Ele teria negado vigência ao art. 226, parágrafo 3º:
§ 3º - Para efeito da proteção do Estado, é reconhecida a união estável entre o homem e a mulher como entidade familiar, devendo a lei facilitar sua conversão em casamento.
Eu penso que o Supremo não negou vigência ao dispositivo acima. Tampouco reconheceu, ainda que não-explicitamente, a existência de normas constitucionais inconstitucionais.
O atual presidente do Tribunal Constitucional Federal (Bundesverfassungsgericht - BVergG), Andreas Voßkuhle, disse, em entrevista recente à emissora de televisão Deutsche Welle[1] que ao BVergG cabe não apenas a guarda ou proteção (Schutz) da Constituição ou Lei Fundamental, mas também desenvolvê-la além, desenvolvê-la mais (weiterentwickeln).
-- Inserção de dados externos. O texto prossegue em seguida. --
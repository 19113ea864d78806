//! # Settings
//!
//! Configuration for building and exporting a mesh. Settings are plain data
//! passed into constructors; nothing in mesh_core reads ambient global state.
//!
//! ## Example
//!
//! ```rust
//! use mesh_core::settings::MeshSettings;
//!
//! let settings = MeshSettings::from_json_str(r#"{ "maintainer": "Jane", "section_width": 60 }"#)?;
//! assert_eq!(settings.section_width, 60);
//! assert!(settings.import_mesh_full);
//! # Ok::<(), mesh_core::errors::MeshError>(())
//! ```

use std::path::Path;

use serde::{Deserialize, Serialize};

use crate::errors::{MeshError, MeshResult};
use crate::file_io;
use crate::kinds::{BoundaryConditionKind, Geometry};

/// Default width of a section header line
pub const DEFAULT_SECTION_WIDTH: usize = 80;

/// The key enumerations containers are pre-seeded with.
///
/// Order matters: containers iterate their keys in the order listed here,
/// which fixes the section order of the exported file.
#[derive(Debug, Clone, PartialEq, Eq, Serialize, Deserialize)]
pub struct KeyRegistry {
    /// Boundary condition kinds, in export order
    pub boundary_conditions: Vec<BoundaryConditionKind>,
    /// Geometry kinds, in export order
    pub geometries: Vec<Geometry>,
}

impl Default for KeyRegistry {
    fn default() -> Self {
        KeyRegistry {
            boundary_conditions: BoundaryConditionKind::ALL.to_vec(),
            geometries: Geometry::ALL.to_vec(),
        }
    }
}

impl KeyRegistry {
    /// Every (boundary condition, geometry) pair, kinds varying slowest
    pub fn boundary_condition_keys(&self) -> Vec<(BoundaryConditionKind, Geometry)> {
        self.boundary_conditions
            .iter()
            .flat_map(|&kind| self.geometries.iter().map(move |&geometry| (kind, geometry)))
            .collect()
    }
}

/// Settings for mesh construction and input file export.
#[derive(Debug, Clone, PartialEq, Serialize, Deserialize)]
#[serde(default)]
pub struct MeshSettings {
    /// Total width of a `----NAME` section header line
    pub section_width: usize,

    /// Import legacy geometry sets and boundary conditions as typed objects.
    ///
    /// When false they are kept as verbatim items and exported unchanged.
    pub import_mesh_full: bool,

    /// Person responsible for the generated input file
    pub maintainer: String,

    /// Free text written into the file header
    pub description: Option<String>,

    /// Key enumerations used to pre-seed containers
    pub keys: KeyRegistry,
}

impl Default for MeshSettings {
    fn default() -> Self {
        MeshSettings {
            section_width: DEFAULT_SECTION_WIDTH,
            import_mesh_full: true,
            maintainer: String::new(),
            description: None,
            keys: KeyRegistry::default(),
        }
    }
}

impl MeshSettings {
    /// Parse settings from JSON; missing fields take their defaults.
    pub fn from_json_str(json: &str) -> MeshResult<Self> {
        let settings: MeshSettings = serde_json::from_str(json)?;
        settings.validate()?;
        Ok(settings)
    }

    /// Load settings from a JSON file
    pub fn load(path: &Path) -> MeshResult<Self> {
        let contents = file_io::read_text(path)?;
        Self::from_json_str(&contents)
    }

    fn validate(&self) -> MeshResult<()> {
        if self.keys.geometries.is_empty() {
            return Err(MeshError::invalid_input(
                "keys.geometries",
                "[]",
                "At least one geometry kind is required",
            ));
        }
        Ok(())
    }
}
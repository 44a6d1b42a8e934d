//! The `tutorgrade init` command.

use anyhow::Result;

use tutorgrade_providers::config::STARTER_CONFIG;

pub fn execute() -> Result<()> {
    if std::path::Path::new("tutorgrade.toml").exists() {
        println!("tutorgrade.toml already exists, skipping.");
    } else {
        std::fs::write("tutorgrade.toml", STARTER_CONFIG)?;
        println!("Created tutorgrade.toml");
    }

    std::fs::create_dir_all("questions")?;
    let bank_path = std::path::Path::new("questions/sample.toml");
    if bank_path.exists() {
        println!("questions/sample.toml already exists, skipping.");
    } else {
        std::fs::write(bank_path, SAMPLE_BANK)?;
        println!("Created questions/sample.toml");
    }

    println!("\nNext steps:");
    println!("  1. export DASHSCOPE_API_KEY=... (or GOOGLE_API_KEY=...)");
    println!("  2. Run: tutorgrade question import --file questions/sample.toml");
    println!("  3. Run: tutorgrade exam --name <student> --subject math");

    Ok(())
}

const SAMPLE_BANK: &str = r#"[bank]
name = "Sample questions"
default_subject = "math"
default_created_by = "System"

[[questions]]
difficulty = "easy"
question = "7 + 8 = ?"
standard_answer = "15"
knowledge_points = ["addition within 20", "carrying"]

[[questions]]
difficulty = "easy"
question = "13 - 5 = ?"
standard_answer = "8"
knowledge_points = ["subtraction within 20", "borrowing"]

[[questions]]
difficulty = "medium"
question = "Solve 2x + 5 = 13 for x"
standard_answer = "x = 4"
knowledge_points = ["linear equations", "algebra"]

[[questions]]
subject = "chinese"
difficulty = "easy"
question = "Who wrote the poem 'Quiet Night Thought'?"
standard_answer = "Li Bai"
knowledge_points = ["classical poetry", "literary knowledge"]
"#;
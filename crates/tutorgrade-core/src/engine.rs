//! Exam orchestrator.
//!
//! Drives one exam from start to completion: registers the student, opens the
//! exam, serves questions one at a time, grades each answer, persists it, and
//! marks the exam completed with the accumulated score.

use std::sync::Arc;

use tracing::{info, instrument, warn};

use crate::error::ExamError;
use crate::grading::{grade_answer, CallPolicy, GradeOutcome, GradeRequest};
use crate::model::{
    Difficulty, ExamId, Question, StudentId, DEFAULT_QUESTION_COUNT, MAX_QUESTION_SCORE,
};
use crate::report::ReportSynthesizer;
use crate::traits::{GradingClient, NewAnswer, QuestionStore};

/// Recorded when the student submits nothing.
pub const NO_ANSWER: &str = "(no answer)";

/// Configuration for the orchestrator.
#[derive(Debug, Clone)]
pub struct ExamConfig {
    /// Questions requested per exam.
    pub question_count: u32,
    /// Restrict the exam to one difficulty.
    pub difficulty: Option<Difficulty>,
    /// Timeout and retry behaviour for backend calls.
    pub call_policy: CallPolicy,
}

impl Default for ExamConfig {
    fn default() -> Self {
        Self {
            question_count: DEFAULT_QUESTION_COUNT,
            difficulty: None,
            call_policy: CallPolicy::default(),
        }
    }
}

/// Supplies the student's raw answer for each question.
pub trait AnswerSource {
    /// `number` is 1-based.
    fn answer(&mut self, number: usize, question: &Question) -> String;
}

/// Answers taken from a fixed list; missing entries are blank.
pub struct ScriptedAnswers {
    answers: Vec<String>,
}

impl ScriptedAnswers {
    pub fn new<I, S>(answers: I) -> Self
    where
        I: IntoIterator<Item = S>,
        S: Into<String>,
    {
        Self {
            answers: answers.into_iter().map(Into::into).collect(),
        }
    }
}

impl AnswerSource for ScriptedAnswers {
    fn answer(&mut self, number: usize, _question: &Question) -> String {
        self.answers
            .get(number.saturating_sub(1))
            .cloned()
            .unwrap_or_default()
    }
}

/// Progress reporting trait.
pub trait ExamReporter {
    fn on_exam_start(&self, student_name: &str, subject: &str, available: usize, requested: u32);
    fn on_question(&self, number: usize, question: &Question);
    fn on_graded(&self, number: usize, outcome: &GradeOutcome);
    fn on_exam_complete(&self, outcome: &ExamOutcome);
}

/// No-op progress reporter.
pub struct NoopReporter;

impl ExamReporter for NoopReporter {
    fn on_exam_start(&self, _: &str, _: &str, _: usize, _: u32) {}
    fn on_question(&self, _: usize, _: &Question) {}
    fn on_graded(&self, _: usize, _: &GradeOutcome) {}
    fn on_exam_complete(&self, _: &ExamOutcome) {}
}

/// Result of a completed exam.
#[derive(Debug, Clone, PartialEq)]
pub struct ExamOutcome {
    pub exam_id: ExamId,
    pub student_id: StudentId,
    pub total_score: f64,
    /// Number of answers recorded.
    pub answered: usize,
    /// Highest total reachable under the question-count policy.
    pub max_score: f64,
}
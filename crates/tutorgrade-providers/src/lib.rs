//! tutorgrade-providers — Grading backends.
//!
//! Implements the `GradingClient` trait for OpenAI-compatible endpoints
//! (Qwen through DashScope by default), Gemini, Ollama, and a scripted mock,
//! plus the configuration file that selects between them.

pub mod config;
pub mod gemini;
mod http;
pub mod mock;
pub mod ollama;
pub mod openai;

pub use config::{create_client, load_config, load_config_from, BackendConfig, TutorConfig};
pub use tutorgrade_core::error::ProviderError;
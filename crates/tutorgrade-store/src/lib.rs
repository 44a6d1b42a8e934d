//! SQLite-backed question store.
//!
//! Every operation runs as a single statement or a single implicit
//! transaction. Knowledge points and weak points are stored as JSON arrays in
//! TEXT columns; timestamps as RFC 3339 TEXT.
//!
//! Returned connections always have `foreign_keys=ON` and all migrations
//! applied.

pub mod migrations;

use std::path::Path;
use std::time::{Duration, Instant};

use chrono::{DateTime, Utc};
use rusqlite::{params, Connection, OptionalExtension, Row};
use thiserror::Error;
use tracing::{debug, error, info};

use tutorgrade_core::error::StoreError;
use tutorgrade_core::model::{
    AnswerDetail, AnswerId, Difficulty, Exam, ExamId, ExamResults, ExamStatus, NewQuestion,
    Question, QuestionId, Student, StudentId,
};
use tutorgrade_core::statistics::rank_by_frequency;
use tutorgrade_core::traits::{NewAnswer, QuestionStore, StoreResult};

/// Failures while opening a database.
#[derive(Debug, Error)]
pub enum OpenError {
    #[error(transparent)]
    Sqlite(#[from] rusqlite::Error),

    #[error("database schema version {db_version} is newer than supported {latest_supported}")]
    UnsupportedSchemaVersion {
        db_version: u32,
        latest_supported: u32,
    },
}

impl From<OpenError> for StoreError {
    fn from(value: OpenError) -> Self {
        StoreError::unavailable("open", value)
    }
}

const QUESTION_SELECT_SQL: &str = "SELECT
    id,
    subject,
    difficulty,
    question,
    standard_answer,
    knowledge_points,
    created_by,
    created_at
FROM questions";

const EXAM_SELECT_SQL: &str = "SELECT
    id,
    student_id,
    subject,
    total_questions,
    total_score,
    start_time,
    end_time,
    status
FROM exams";

/// Question store over a single SQLite connection.
pub struct SqliteStore {
    conn: Connection,
}

impl SqliteStore {
    /// Open (or create) a database file and apply pending migrations.
    pub fn open(path: impl AsRef<Path>) -> Result<Self, OpenError> {
        let path = path.as_ref();
        let started_at = Instant::now();

        let mut conn = Connection::open(path)?;
        bootstrap(&mut conn).inspect_err(|e| {
            error!(path = %path.display(), "database bootstrap failed: {e}");
        })?;

        info!(
            path = %path.display(),
            duration_ms = started_at.elapsed().as_millis() as u64,
            "opened question store"
        );
        Ok(Self { conn })
    }

    /// Open a private in-memory database, mostly for tests.
    pub fn open_in_memory() -> Result<Self, OpenError> {
        let mut conn = Connection::open_in_memory()?;
        bootstrap(&mut conn)?;
        debug!("opened in-memory question store");
        Ok(Self { conn })
    }

    /// The underlying connection.
    pub fn connection(&self) -> &Connection {
        &self.conn
    }
}

fn bootstrap(conn: &mut Connection) -> Result<(), OpenError> {
    conn.execute_batch("PRAGMA foreign_keys = ON;")?;
    conn.busy_timeout(Duration::from_secs(5))?;
    migrations::apply_migrations(conn)
}

fn now_text() -> String {
    Utc::now().to_rfc3339()
}

fn unavailable(operation: &'static str) -> impl FnOnce(rusqlite::Error) -> StoreError {
    move |e| StoreError::unavailable(operation, e)
}

fn parse_time(raw: &str, column: &str) -> StoreResult<DateTime<Utc>> {
    DateTime::parse_from_rfc3339(raw)
        .map(|t| t.with_timezone(&Utc))
        .map_err(|e| StoreError::InvalidData(format!("{column} '{raw}': {e}")))
}

fn parse_list(raw: &str, column: &str) -> StoreResult<Vec<String>> {
    serde_json::from_str(raw).map_err(|e| StoreError::InvalidData(format!("{column}: {e}")))
}

fn list_to_db(items: &[String]) -> String {
    // A Vec<String> always serializes.
    serde_json::to_string(items).unwrap_or_else(|_| "[]".to_string())
}

/// Raw question row before text columns are decoded.
struct QuestionRow {
    id: QuestionId,
    subject: String,
    difficulty: String,
    text: String,
    standard_answer: String,
    knowledge_points: String,
    created_by: String,
    created_at: String,
}

impl QuestionRow {
    fn from_row(row: &Row<'_>) -> rusqlite::Result<Self> {
        Ok(Self {
            id: row.get(0)?,
            subject: row.get(1)?,
            difficulty: row.get(2)?,
            text: row.get(3)?,
            standard_answer: row.get(4)?,
            knowledge_points: row.get(5)?,
            created_by: row.get(6)?,
            created_at: row.get(7)?,
        })
    }

    fn decode(self) -> StoreResult<Question> {
        let difficulty: Difficulty = self
            .difficulty
            .parse()
            .map_err(|e: String| StoreError::InvalidData(format!("question {}: {e}", self.id)))?;
        Ok(Question {
            id: self.id,
            subject: self.subject,
            difficulty,
            text: self.text,
            standard_answer: self.standard_answer,
            knowledge_points: parse_list(&self.knowledge_points, "knowledge_points")?,
            created_by: self.created_by,
            created_at: parse_time(&self.created_at, "created_at")?,
        })
    }
}

struct ExamRow {
    id: ExamId,
    student_id: StudentId,
    subject: String,
    question_count: u32,
    total_score: f64,
    start_time: String,
    end_time: Option<String>,
    status: String,
}

impl ExamRow {
    fn from_row(row: &Row<'_>) -> rusqlite::Result<Self> {
        Ok(Self {
            id: row.get(0)?,
            student_id: row.get(1)?,
            subject: row.get(2)?,
            question_count: row.get(3)?,
            total_score: row.get(4)?,
            start_time: row.get(5)?,
            end_time: row.get(6)?,
            status: row.get(7)?,
        })
    }

    fn decode(self) -> StoreResult<Exam> {
        let status: ExamStatus = self
            .status
            .parse()
            .map_err(|e: String| StoreError::InvalidData(format!("exam {}: {e}", self.id)))?;
        let end_time = self
            .end_time
            .as_deref()
            .map(|t| parse_time(t, "end_time"))
            .transpose()?;
        Ok(Exam {
            id: self.id,
            student_id: self.student_id,
            subject: self.subject,
            question_count: self.question_count,
            total_score: self.total_score,
            start_time: parse_time(&self.start_time, "start_time")?,
            end_time,
            status,
        })
    }
}

struct AnswerRow {
    answer_id: AnswerId,
    question_id: QuestionId,
    question: String,
    standard_answer: String,
    student_answer: String,
    score: f64,
    analysis: String,
    weak_points: String,
    answered_at: String,
}

impl AnswerRow {
    fn from_row(row: &Row<'_>) -> rusqlite::Result<Self> {
        Ok(Self {
            answer_id: row.get(0)?,
            question_id: row.get(1)?,
            question: row.get(2)?,
            standard_answer: row.get(3)?,
            student_answer: row.get(4)?,
            score: row.get(5)?,
            analysis: row.get(6)?,
            weak_points: row.get(7)?,
            answered_at: row.get(8)?,
        })
    }

    fn decode(self) -> StoreResult<AnswerDetail> {
        Ok(AnswerDetail {
            answer_id: self.answer_id,
            question_id: self.question_id,
            question: self.question,
            standard_answer: self.standard_answer,
            student_answer: self.student_answer,
            score: self.score,
            analysis: self.analysis,
            weak_points: parse_list(&self.weak_points, "weak_points")?,
            answered_at: parse_time(&self.answered_at, "answered_at")?,
        })
    }
}

impl SqliteStore {
    fn query_questions(
        &self,
        operation: &'static str,
        sql: &str,
        params: impl rusqlite::Params,
    ) -> StoreResult<Vec<Question>> {
        let mut stmt = self.conn.prepare(sql).map_err(unavailable(operation))?;
        let rows = stmt
            .query_map(params, QuestionRow::from_row)
            .map_err(unavailable(operation))?
            .collect::<rusqlite::Result<Vec<_>>>()
            .map_err(unavailable(operation))?;
        rows.into_iter().map(QuestionRow::decode).collect()
    }
}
Na Alemanha, a Lei Fundamental de Bonn, de 1949, fala expressamente que o casamento goza de especial proteção do Estado. Até muito recentemente, a doutrina constitucional alemã[2] defendeu que por mais que as uniões registradas (eingetragene Partneschaften), uma espécie de união estável que alcançava uniões homoafetivas, tivessem direitos, elas deveriam sempre gozar de um pouco menos de tutela jurídica do que o casamento. Esse era conhecido como o Abstandsgebot ou Distanzierungsgebot (STERN, Klaus. vol. IV, tomo I, 480p.), isto é, princípio de distanciamento ou espaçamento entre uniões registradas e o casamento.
O BVergG passou por cima disso e disse que a tutela especial do casamento não impede que outras entidades familiares sejam também objeto de tutela especial, desde que a tutela especial, reforçada, do casamento não seja colocada de lado. Em outras palavras, é possível nivelar, mas só nivelar por cima, nunca por baixo. Na Alemanha, há plena igualdade (Cf. nota de rodapé "2" abaixo).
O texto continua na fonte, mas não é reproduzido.